At 21:24 +0200 15/10/00, Olivier RANDIER wrote:
Même si t'en parles pas, moi, j'ai envie d'en parler de tes lettrines.

Elles sont là pour qu'on en discute.

Mais mon premier propos vis-à-vis de la liste Typo était les lézardes, les blancs, la justif', le gris. Ça s'adressait aussi à Olivier, qui m'avait affirmé dans un mail privé que mon projet serait très difficile à monter, avec une justification si étroite et un corps nécessairement très petit.

ne sais pas où t'as été pêché cette idée de lettrines encastrées dans la
fin du chapitre (?) précédent, mais j'adore ça,

Content que ça te plaise.

Il s'agit des sauts de paragraphes, mais je ne suis pas certain que ça fonctionne vraiment pour tout un bouquin. Au bout d'une vingtaine de pages, c'est fatiguant, répétitif, systématique.

Comme Thierry l'a signalé, il s'agit du « principe de Bordas », qu'il est allé pêché dans ce bouquin de typo espagnole. Principe inventé par l'auteur, dont il donne un exemple peu satisfaisant pour l'oeil, et dont il prétend bien à tort qu'il facilite la vie du typographe. Fichier d'exemple à http://hurtig-toda.nom.fr/tmp/bordas.pdf.

Ça m'a amusé de voir comment ça se passait dans la vraie vie, et puis ça posait un problème technique redoutable pour l'opérateur PAO (à savoir moi), ce qui est toujours rigolo à résoudre. J'avais cet opuscule sous la main, que j'avais envie de composer, alors je m'y suis lancé.

Le « principe » canonique s'est avéré injouable dans cette justification étroite, et cette hauteur de colonne assez faible (et encore mon auteur ne fait presque jamais de paragraphes ; qu'est-ce que ça aurait été s'il écrivait par fragments...) Je ne suis pas certain qu'il soit jouable avec une justification plus large.

D'où l'idée de subvertir le principe, de rompre les alignements, de créer le morceau de ligne blanche au dessus, etc.


même si ça doit être
abominable à composer, surtout sur une justif' aussi étroite.

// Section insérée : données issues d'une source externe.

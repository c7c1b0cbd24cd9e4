//! ChainedHashMap: separate-chaining buckets with power-of-two growth.

use crate::bucket::{Bucket, Entry};
use crate::config::MapConfig;
use crate::error::{require_key, InvalidArgument};
use crate::reentrancy::ScanTracker;
use core::borrow::Borrow;
use core::fmt;
use core::hash::{BuildHasher, Hash};
use core::mem;
use core::slice;
use hashbrown::hash_map::DefaultHashBuilder;
use log::{debug, trace, warn};
use std::vec;

/// A mutable key/value map over a power-of-two array of buckets.
///
/// Each bucket is a chain of entries whose hashes share the low bits used
/// as the bucket index. Inserting a new key may double the bucket array once
/// `len / capacity` reaches the configured load factor; every entry is then
/// re-placed from its stored hash.
#[derive(Clone)]
pub struct ChainedHashMap<K, V> {
    buckets: Vec<Bucket<K, V>>,
    len: usize,
    load_factor: f64,
    hasher: DefaultHashBuilder,
    scans: ScanTracker,
}

fn empty_buckets<K, V>(capacity: usize) -> Vec<Bucket<K, V>> {
    let mut buckets = Vec::with_capacity(capacity);
    buckets.resize_with(capacity, Bucket::default);
    buckets
}

impl<K, V> ChainedHashMap<K, V> {
    // `config` must already be validated.
    fn from_config(config: MapConfig) -> Self {
        trace!(
            "ChainedHashMap created: {} buckets, load factor {}",
            config.initial_capacity,
            config.load_factor
        );
        Self {
            buckets: empty_buckets(config.initial_capacity),
            len: 0,
            load_factor: config.load_factor,
            hasher: DefaultHashBuilder::default(),
            scans: ScanTracker::new(),
        }
    }

    pub fn new() -> Self {
        Self::from_config(MapConfig::default())
    }

    /// Build a map with `config`, rounding its capacity up to a power of two.
    pub fn with_config(config: MapConfig) -> Result<Self, InvalidArgument> {
        Ok(Self::from_config(config.validate()?))
    }

    /// Build a map with at least `buckets` buckets and the default load factor.
    ///
    /// The argument is a bucket count, not an entry count: the map doubles
    /// once `len` reaches `buckets * DEFAULT_LOAD_FACTOR` (after rounding).
    pub fn with_buckets(buckets: usize) -> Result<Self, InvalidArgument> {
        Self::with_config(MapConfig::new().initial_capacity(buckets))
    }

    pub fn len(&self) -> usize {
        self.len
    }
    pub fn is_empty(&self) -> bool {
        self.len == 0
    }

    /// Number of buckets. Always a power of two.
    pub fn capacity(&self) -> usize {
        self.buckets.len()
    }

    pub fn load_factor(&self) -> f64 {
        self.load_factor
    }

    /// Drop every entry. The bucket array keeps its current size.
    pub fn clear(&mut self) {
        for bucket in &mut self.buckets {
            bucket.clear();
        }
        self.len = 0;
    }

    pub fn iter(&self) -> Iter<'_, K, V> {
        Iter {
            buckets: self.buckets.iter(),
            current: Default::default(),
            remaining: self.len,
        }
    }

    pub fn iter_mut(&mut self) -> IterMut<'_, K, V> {
        IterMut {
            buckets: self.buckets.iter_mut(),
            current: Default::default(),
            remaining: self.len,
        }
    }

    pub fn keys(&self) -> Keys<'_, K, V> {
        Keys { inner: self.iter() }
    }

    pub fn values(&self) -> Values<'_, K, V> {
        Values { inner: self.iter() }
    }

    /// Slot for `hash`: its low bits, i.e. `hash mod capacity`.
    ///
    /// The hash is unsigned, so there is no negative value to take the
    /// absolute value of.
    #[inline]
    fn bucket_index(&self, hash: u64) -> usize {
        let capacity = self.buckets.len();
        debug_assert!(capacity.is_power_of_two());
        (hash as usize) & (capacity - 1)
    }

    /// Append an entry whose key is known to be absent.
    fn place(&mut self, entry: Entry<K, V>) {
        let idx = self.bucket_index(entry.hash);
        self.buckets[idx].push(entry);
        self.len += 1;
    }

    fn over_threshold(&self) -> bool {
        self.len as f64 / self.buckets.len() as f64 >= self.load_factor
    }

    /// Double the bucket array and re-place every entry in bucket order.
    fn resize(&mut self) {
        let old_capacity = self.buckets.len();
        let Some(new_capacity) = old_capacity.checked_mul(2) else {
            warn!(
                "ChainedHashMap cannot grow past {} buckets; load factor exceeded",
                old_capacity
            );
            return;
        };

        let old = mem::replace(&mut self.buckets, empty_buckets(new_capacity));
        let expected = mem::replace(&mut self.len, 0);
        for bucket in old {
            for entry in bucket.into_entries() {
                self.place(entry);
            }
        }
        debug_assert_eq!(self.len, expected);
        debug!(
            "ChainedHashMap resized: {} -> {} buckets, {} entries",
            old_capacity, new_capacity, self.len
        );
    }
}

impl<K, V> ChainedHashMap<K, V>
where
    K: Eq + Hash,
{
    fn make_hash<Q>(&self, q: &Q) -> u64
    where
        Q: ?Sized + Hash,
    {
        self.hasher.hash_one(q)
    }

    /// Insert `value` under `key`, returning the value it replaced.
    ///
    /// Replacing an existing key's value never resizes. Adding a new key
    /// doubles the bucket array once `len / capacity` reaches the load factor.
    pub fn insert(&mut self, key: K, value: V) -> Option<V> {
        let hash = {
            let _scan = self.scans.begin("insert");
            let hash = self.make_hash(&key);
            let idx = self.bucket_index(hash);
            if let Some(entry) = self.buckets[idx].find_mut(hash, &key) {
                return Some(mem::replace(&mut entry.value, value));
            }
            hash
        };

        self.place(Entry { key, value, hash });
        // A validated config has `capacity * load_factor >= 1`, so one
        // doubling always brings the ratio back under the threshold.
        if self.over_threshold() {
            self.resize();
        }
        None
    }

    /// `insert` for callers whose key may be absent.
    ///
    /// An absent key fails with `InvalidArgument::AbsentKey` and leaves the
    /// map unchanged.
    pub fn try_insert(&mut self, key: Option<K>, value: V) -> Result<Option<V>, InvalidArgument> {
        let key = require_key(key)?;
        Ok(self.insert(key, value))
    }

    pub fn get<Q>(&self, q: &Q) -> Option<&V>
    where
        K: Borrow<Q>,
        Q: ?Sized + Hash + Eq,
    {
        let _scan = self.scans.begin("get");
        let hash = self.make_hash(q);
        self.buckets[self.bucket_index(hash)]
            .find(hash, q)
            .map(|e| &e.value)
    }

    pub fn try_get<Q>(&self, q: Option<&Q>) -> Result<Option<&V>, InvalidArgument>
    where
        K: Borrow<Q>,
        Q: ?Sized + Hash + Eq,
    {
        let q = require_key(q)?;
        Ok(self.get(q))
    }

    pub fn get_mut<Q>(&mut self, q: &Q) -> Option<&mut V>
    where
        K: Borrow<Q>,
        Q: ?Sized + Hash + Eq,
    {
        let _scan = self.scans.begin("get_mut");
        let hash = self.make_hash(q);
        let idx = self.bucket_index(hash);
        self.buckets[idx].find_mut(hash, q).map(|e| &mut e.value)
    }

    pub fn contains_key<Q>(&self, q: &Q) -> bool
    where
        K: Borrow<Q>,
        Q: ?Sized + Hash + Eq,
    {
        self.get(q).is_some()
    }

    /// Remove `q`'s entry and return its value. A missing key is not an
    /// error and leaves `len` untouched.
    pub fn remove<Q>(&mut self, q: &Q) -> Option<V>
    where
        K: Borrow<Q>,
        Q: ?Sized + Hash + Eq,
    {
        let _scan = self.scans.begin("remove");
        let hash = self.make_hash(q);
        let idx = self.bucket_index(hash);
        let entry = self.buckets[idx].remove(hash, q)?;
        self.len -= 1;
        Some(entry.value)
    }

    pub fn try_remove<Q>(&mut self, q: Option<&Q>) -> Result<Option<V>, InvalidArgument>
    where
        K: Borrow<Q>,
        Q: ?Sized + Hash + Eq,
    {
        let q = require_key(q)?;
        Ok(self.remove(q))
    }

    /// Panics unless every structural invariant holds.
    #[cfg(test)]
    pub(crate) fn check_invariants(&self) {
        let capacity = self.capacity();
        assert!(capacity.is_power_of_two(), "capacity {capacity} not a power of two");

        let mut total = 0;
        for (idx, bucket) in self.buckets.iter().enumerate() {
            total += bucket.len();
            for entry in bucket.iter() {
                assert_eq!(entry.hash, self.make_hash(&entry.key), "stale stored hash");
                assert_eq!(self.bucket_index(entry.hash), idx, "entry in wrong bucket");
                let same = bucket.iter().filter(|e| e.key == entry.key).count();
                assert_eq!(same, 1, "duplicate key in bucket {idx}");
            }
        }
        assert_eq!(total, self.len, "len out of sync with buckets");
        assert!(
            (self.len as f64 / capacity as f64) < self.load_factor,
            "load factor {} reached with {} entries in {} buckets",
            self.load_factor,
            self.len,
            capacity
        );
    }
}

impl<K, V> Default for ChainedHashMap<K, V> {
    fn default() -> Self {
        Self::new()
    }
}

impl<K, V> fmt::Debug for ChainedHashMap<K, V>
where
    K: fmt::Debug,
    V: fmt::Debug,
{
    fn fmt(&self, f: &mut fmt::Formatter<'_>) -> fmt::Result {
        f.debug_map().entries(self.iter()).finish()
    }
}

impl<K, V> PartialEq for ChainedHashMap<K, V>
where
    K: Eq + Hash,
    V: PartialEq,
{
    fn eq(&self, other: &Self) -> bool {
        self.len == other.len && self.iter().all(|(k, v)| other.get(k) == Some(v))
    }
}

impl<K, V> Eq for ChainedHashMap<K, V>
where
    K: Eq + Hash,
    V: Eq,
{
}

impl<K, V> Extend<(K, V)> for ChainedHashMap<K, V>
where
    K: Eq + Hash,
{
    fn extend<I: IntoIterator<Item = (K, V)>>(&mut self, iter: I) {
        for (k, v) in iter {
            self.insert(k, v);
        }
    }
}

impl<K, V> FromIterator<(K, V)> for ChainedHashMap<K, V>
where
    K: Eq + Hash,
{
    fn from_iter<I: IntoIterator<Item = (K, V)>>(iter: I) -> Self {
        let mut map = Self::new();
        map.extend(iter);
        map
    }
}

/// Iterator over `(&K, &V)` in bucket order.
pub struct Iter<'a, K, V> {
    buckets: slice::Iter<'a, Bucket<K, V>>,
    current: slice::Iter<'a, Entry<K, V>>,
    remaining: usize,
}

impl<'a, K, V> Iterator for Iter<'a, K, V> {
    type Item = (&'a K, &'a V);

    fn next(&mut self) -> Option<Self::Item> {
        loop {
            if let Some(e) = self.current.next() {
                self.remaining -= 1;
                return Some((&e.key, &e.value));
            }
            self.current = self.buckets.next()?.iter();
        }
    }

    fn size_hint(&self) -> (usize, Option<usize>) {
        (self.remaining, Some(self.remaining))
    }
}

impl<K, V> ExactSizeIterator for Iter<'_, K, V> {}

/// Iterator over `(&K, &mut V)` in bucket order.
pub struct IterMut<'a, K, V> {
    buckets: slice::IterMut<'a, Bucket<K, V>>,
    current: slice::IterMut<'a, Entry<K, V>>,
    remaining: usize,
}

impl<'a, K, V> Iterator for IterMut<'a, K, V> {
    type Item = (&'a K, &'a mut V);

    fn next(&mut self) -> Option<Self::Item> {
        loop {
            if let Some(e) = self.current.next() {
                self.remaining -= 1;
                return Some((&e.key, &mut e.value));
            }
            self.current = self.buckets.next()?.iter_mut();
        }
    }

    fn size_hint(&self) -> (usize, Option<usize>) {
        (self.remaining, Some(self.remaining))
    }
}

impl<K, V> ExactSizeIterator for IterMut<'_, K, V> {}

/// Owning iterator; consumes the map.
pub struct IntoIter<K, V> {
    buckets: vec::IntoIter<Bucket<K, V>>,
    current: vec::IntoIter<Entry<K, V>>,
    remaining: usize,
}

impl<K, V> Iterator for IntoIter<K, V> {
    type Item = (K, V);

    fn next(&mut self) -> Option<Self::Item> {
        loop {
            if let Some(e) = self.current.next() {
                self.remaining -= 1;
                return Some((e.key, e.value));
            }
            self.current = self.buckets.next()?.into_entries();
        }
    }

    fn size_hint(&self) -> (usize, Option<usize>) {
        (self.remaining, Some(self.remaining))
    }
}

impl<K, V> ExactSizeIterator for IntoIter<K, V> {}

pub struct Keys<'a, K, V> {
    inner: Iter<'a, K, V>,
}

impl<'a, K, V> Iterator for Keys<'a, K, V> {
    type Item = &'a K;

    fn next(&mut self) -> Option<Self::Item> {
        self.inner.next().map(|(k, _)| k)
    }

    fn size_hint(&self) -> (usize, Option<usize>) {
        self.inner.size_hint()
    }
}

impl<K, V> ExactSizeIterator for Keys<'_, K, V> {}

pub struct Values<'a, K, V> {
    inner: Iter<'a, K, V>,
}

impl<'a, K, V> Iterator for Values<'a, K, V> {
    type Item = &'a V;

    fn next(&mut self) -> Option<Self::Item> {
        self.inner.next().map(|(_, v)| v)
    }

    fn size_hint(&self) -> (usize, Option<usize>) {
        self.inner.size_hint()
    }
}

impl<K, V> ExactSizeIterator for Values<'_, K, V> {}

impl<'a, K, V> IntoIterator for &'a ChainedHashMap<K, V> {
    type Item = (&'a K, &'a V);
    type IntoIter = Iter<'a, K, V>;

    fn into_iter(self) -> Self::IntoIter {
        self.iter()
    }
}

impl<'a, K, V> IntoIterator for &'a mut ChainedHashMap<K, V> {
    type Item = (&'a K, &'a mut V);
    type IntoIter = IterMut<'a, K, V>;

    fn into_iter(self) -> Self::IntoIter {
        self.iter_mut()
    }
}

impl<K, V> IntoIterator for ChainedHashMap<K, V> {
    type Item = (K, V);
    type IntoIter = IntoIter<K, V>;

    fn into_iter(self) -> Self::IntoIter {
        IntoIter {
            remaining: self.len,
            buckets: self.buckets.into_iter(),
            current: Default::default(),
        }
    }
}
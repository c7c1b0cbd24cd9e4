//! Bucket: one chain of entries sharing a bucket index.

use core::borrow::Borrow;
use core::slice;

/// Stored key/value pair. `hash` is computed once on insertion so re-placing
/// the entry during a resize never calls back into `K: Hash`.
#[derive(Clone, Debug)]
pub(crate) struct Entry<K, V> {
    pub(crate) key: K,
    pub(crate) value: V,
    pub(crate) hash: u64,
}

impl<K, V> Entry<K, V> {
    #[inline]
    fn matches<Q>(&self, hash: u64, q: &Q) -> bool
    where
        K: Borrow<Q>,
        Q: ?Sized + Eq,
    {
        self.hash == hash && self.key.borrow() == q
    }
}

#[derive(Clone, Debug)]
pub(crate) struct Bucket<K, V> {
    entries: Vec<Entry<K, V>>,
}

impl<K, V> Default for Bucket<K, V> {
    fn default() -> Self {
        Self {
            entries: Vec::new(),
        }
    }
}

impl<K, V> Bucket<K, V> {
    #[cfg(test)]
    pub(crate) fn len(&self) -> usize {
        self.entries.len()
    }

    pub(crate) fn find<Q>(&self, hash: u64, q: &Q) -> Option<&Entry<K, V>>
    where
        K: Borrow<Q>,
        Q: ?Sized + Eq,
    {
        self.entries.iter().find(|e| e.matches(hash, q))
    }

    pub(crate) fn find_mut<Q>(&mut self, hash: u64, q: &Q) -> Option<&mut Entry<K, V>>
    where
        K: Borrow<Q>,
        Q: ?Sized + Eq,
    {
        self.entries.iter_mut().find(|e| e.matches(hash, q))
    }

    /// Append without checking for an existing key; callers must have
    /// searched first.
    pub(crate) fn push(&mut self, entry: Entry<K, V>) {
        self.entries.push(entry);
    }

    /// Remove the entry for `q`, keeping the order of the rest.
    pub(crate) fn remove<Q>(&mut self, hash: u64, q: &Q) -> Option<Entry<K, V>>
    where
        K: Borrow<Q>,
        Q: ?Sized + Eq,
    {
        let pos = self.entries.iter().position(|e| e.matches(hash, q))?;
        Some(self.entries.remove(pos))
    }

    pub(crate) fn clear(&mut self) {
        self.entries.clear();
    }

    pub(crate) fn iter(&self) -> slice::Iter<'_, Entry<K, V>> {
        self.entries.iter()
    }

    pub(crate) fn iter_mut(&mut self) -> slice::IterMut<'_, Entry<K, V>> {
        self.entries.iter_mut()
    }

    pub(crate) fn into_entries(self) -> std::vec::IntoIter<Entry<K, V>> {
        self.entries.into_iter()
    }
}
// ChainedHashMap public API test suite.
//
// Each test documents what behavior is being verified. The core invariants
// exercised:
// - Round-trip: get(k) returns the last value inserted for k.
// - Uniqueness: len() counts distinct keys, never a re-insert.
// - Growth: the insert that reaches the load factor doubles capacity and
//   every pair survives the move.
// - Absence: missing keys read as None, never as an error.
// - Absent-key rejection: the try_* family refuses None without side effects.
use chained_hashmap::{ChainedHashMap, InvalidArgument, MapConfig, MIN_LOAD_FACTOR};

// Test: the mixed insert/overwrite/remove scenario.
// Verifies: overwrite keeps len; removal makes the key absent.
#[test]
fn insert_overwrite_remove_scenario() {
    let mut m = ChainedHashMap::new();
    m.insert("a".to_string(), 1);
    m.insert("b".to_string(), 2);
    m.insert("a".to_string(), 3);

    assert_eq!(m.len(), 2);
    assert_eq!(m.get("a"), Some(&3));
    assert_eq!(m.get("b"), Some(&2));

    m.remove("b");
    assert_eq!(m.get("b"), None);
    assert_eq!(m.len(), 1);
}

// Test: resize transparency at the default threshold.
// Assumes: capacity 16, load factor 0.75, so the 12th insert triggers growth.
// Verifies: all 13 keys readable afterwards; capacity doubled once.
#[test]
fn thirteen_keys_survive_first_resize() {
    let mut m = ChainedHashMap::new();
    for i in 0..13 {
        m.insert(format!("key-{i}"), i);
        if i == 10 {
            assert_eq!(m.capacity(), 16, "no growth before the 12th insert");
        }
    }
    assert_eq!(m.capacity(), 32);
    assert_eq!(m.len(), 13);
    for i in 0..13 {
        assert_eq!(m.get(format!("key-{i}").as_str()), Some(&i));
    }
}

// Test: absent key rejection on insert.
// Verifies: InvalidArgument::AbsentKey and len unchanged.
#[test]
fn absent_key_insert_rejected() {
    let mut m: ChainedHashMap<String, &str> = ChainedHashMap::new();
    m.insert("present".to_string(), "x");

    let err = m.try_insert(None, "anything").unwrap_err();
    assert_eq!(err, InvalidArgument::AbsentKey);
    assert_eq!(err.to_string(), "key cannot be absent");
    assert_eq!(m.len(), 1);
}

// Test: missing keys are not errors.
// Verifies: get and remove on never-inserted and removed keys are None.
#[test]
fn missing_keys_read_as_none() {
    let mut m: ChainedHashMap<u64, u64> = ChainedHashMap::new();
    assert_eq!(m.get(&42), None);
    assert_eq!(m.remove(&42), None);
    assert_eq!(m.len(), 0);

    m.insert(42, 1);
    m.remove(&42);
    assert_eq!(m.get(&42), None);
    assert!(!m.contains_key(&42));
    assert_eq!(m.try_get(Some(&42)), Ok(None));
    assert_eq!(m.try_remove(Some(&42)), Ok(None));
}

// Test: growth over many doublings.
// Verifies: capacity stays a power of two, load factor holds, values intact.
#[test]
fn many_doublings_keep_every_value() {
    let mut m = ChainedHashMap::new();
    for i in 0..10_000u32 {
        m.insert(i, i.wrapping_mul(2_654_435_761));
        assert!(m.capacity().is_power_of_two());
        assert!((m.len() as f64 / m.capacity() as f64) < m.load_factor());
    }
    assert_eq!(m.len(), 10_000);
    assert_eq!(m.capacity(), 16_384);
    for i in 0..10_000u32 {
        assert_eq!(m.get(&i), Some(&i.wrapping_mul(2_654_435_761)));
    }
}

// Test: remove then reinsert the same key.
// Verifies: the new value is observed and len counts it once.
#[test]
fn remove_then_reinsert_same_key() {
    let mut m = ChainedHashMap::new();
    m.insert("k", 1);
    assert_eq!(m.remove("k"), Some(1));
    assert_eq!(m.insert("k", 2), None);
    assert_eq!(m.get("k"), Some(&2));
    assert_eq!(m.len(), 1);
}

// Test: configured construction.
// Verifies: capacity rounding and load-factor validation surface through the map.
#[test]
fn configured_construction() {
    let m: ChainedHashMap<u8, u8> =
        ChainedHashMap::with_config(MapConfig::new().initial_capacity(10).load_factor(0.5))
            .expect("valid config");
    assert_eq!(m.capacity(), 16);
    assert_eq!(m.load_factor(), 0.5);

    // A percentage instead of a fraction would never trigger growth.
    let err = ChainedHashMap::<u8, u8>::with_config(MapConfig::new().load_factor(75.0))
        .err()
        .expect("rejected");
    assert_eq!(err, InvalidArgument::LoadFactor(75.0));

    // Too small for one doubling to restore the ratio.
    let err = ChainedHashMap::<u8, u8>::with_config(MapConfig::new().load_factor(1e-300))
        .err()
        .expect("rejected");
    assert_eq!(err, InvalidArgument::LoadFactor(1e-300));

    let b: ChainedHashMap<u8, u8> = ChainedHashMap::with_buckets(10).expect("valid bucket count");
    assert_eq!(b.capacity(), 16);
}

// Test: smallest usable configuration under sustained inserts.
// Verifies: growth stays one doubling per threshold crossing and every key survives.
#[test]
fn minimum_load_factor_grows_by_single_doublings() {
    let cfg = MapConfig::new().initial_capacity(1).load_factor(MIN_LOAD_FACTOR);
    let mut m = ChainedHashMap::with_config(cfg).expect("valid config");
    for i in 0..1000u32 {
        let before = m.capacity();
        m.insert(i, i);
        assert!(m.capacity() <= before * 2, "capacity {} -> {}", before, m.capacity());
        assert!((m.len() as f64 / m.capacity() as f64) < m.load_factor());
    }
    assert!((0..1000u32).all(|i| m.get(&i) == Some(&i)));
}

// Test: collection trait plumbing.
// Verifies: FromIterator, Extend, owned IntoIterator and Debug agree with contents.
#[test]
fn collect_extend_and_drain() {
    let mut m: ChainedHashMap<&str, i32> = [("a", 1), ("b", 2)].into_iter().collect();
    m.extend([("b", 20), ("c", 3)]);
    assert_eq!(m.len(), 3);
    assert_eq!(m.get("b"), Some(&20));

    let mut pairs: Vec<(&str, i32)> = m.into_iter().collect();
    pairs.sort();
    assert_eq!(pairs, [("a", 1), ("b", 20), ("c", 3)]);
}
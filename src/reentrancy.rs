//! Debug-only check that key code does not call back into the map.
//!
//! Keyed operations run user `K: Hash` and `K: Eq` while a bucket scan is in
//! progress. `ScanTracker` records which operation owns the scan; a second
//! operation starting before the first finishes panics in debug builds and
//! names both. Release builds keep only the `!Send`/`!Sync` marker.

use core::cell::Cell;
use core::marker::PhantomData;

pub(crate) struct ScanTracker {
    #[cfg(debug_assertions)]
    active: Cell<Option<&'static str>>,
    // The map is a single-threaded container.
    _single_thread: PhantomData<*mut ()>,
}

impl ScanTracker {
    pub(crate) const fn new() -> Self {
        Self {
            #[cfg(debug_assertions)]
            active: Cell::new(None),
            _single_thread: PhantomData,
        }
    }

    /// Mark `op` as scanning until the returned section is dropped.
    #[inline]
    pub(crate) fn begin(&self, op: &'static str) -> ScanSection<'_> {
        #[cfg(debug_assertions)]
        {
            if let Some(outer) = self.active.replace(Some(op)) {
                // The outer section still owns the scan and will clear it.
                self.active.set(Some(outer));
                panic!(
                    "ChainedHashMap::{op} called from key code while \
                     ChainedHashMap::{outer} is scanning a bucket"
                );
            }
            ScanSection { tracker: self }
        }

        #[cfg(not(debug_assertions))]
        {
            let _ = op;
            ScanSection {
                _tracker: PhantomData,
            }
        }
    }

    #[cfg(all(test, debug_assertions))]
    pub(crate) fn active(&self) -> Option<&'static str> {
        self.active.get()
    }
}

// A cloned map has no scan in progress.
impl Clone for ScanTracker {
    fn clone(&self) -> Self {
        Self::new()
    }
}

/// Open scan; clears the tracker on drop.
pub(crate) struct ScanSection<'a> {
    #[cfg(debug_assertions)]
    tracker: &'a ScanTracker,
    #[cfg(not(debug_assertions))]
    _tracker: PhantomData<&'a ScanTracker>,
}

impl Drop for ScanSection<'_> {
    fn drop(&mut self) {
        #[cfg(debug_assertions)]
        self.tracker.active.set(None);
    }
}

C'est surtout très gonflant, parce qu'il faut faire tout le temps des choix, qu'ils ne sont jamais bons, qu'il faut revenir en arrière, etc. J'en suis au moment où ça devient franchement répétitif et mécanique, alors j'ai du mal à finir le travail...

Là où je ne
suis pas d'accord, par contre, c'est sur ce qui suit la lettrine.

C'est marrant que ça arrache l'oeil à ce point-là ! Dans les éditions anciennes, personne ne le voit, personne ne s'en plaint.

Je le répète, ça a été une pratique _constante_ jusqu'au XVIIIe siècle, puis ça a été progressivement abandonné. Et je ne trouve pas que ce soit une absurdité : la grande capitale fait le lien entre la lettrine et les petites capitales. C'est juste une question d'habitude.

Enfin, je trouve les
lettrines souvent trop espacées par rapport au texte.

C'est la grande faiblesse du « principe de Bordas ». Pour _chaque_ lettrine, j'ai bataillé dur afin de les rapprocher du texte, pour créer une gouttière qui ne soit qu'une rigole. Ça n'a jamais été possible. En ce qui concerne la deuxième ligne, souvent très écartée de la lettrine (et qui semble donc être au fer à droite et non pas justifiée comme elle devrait l'être), tu as raison dans l'absolu et j'en ai chaque fois été désolé...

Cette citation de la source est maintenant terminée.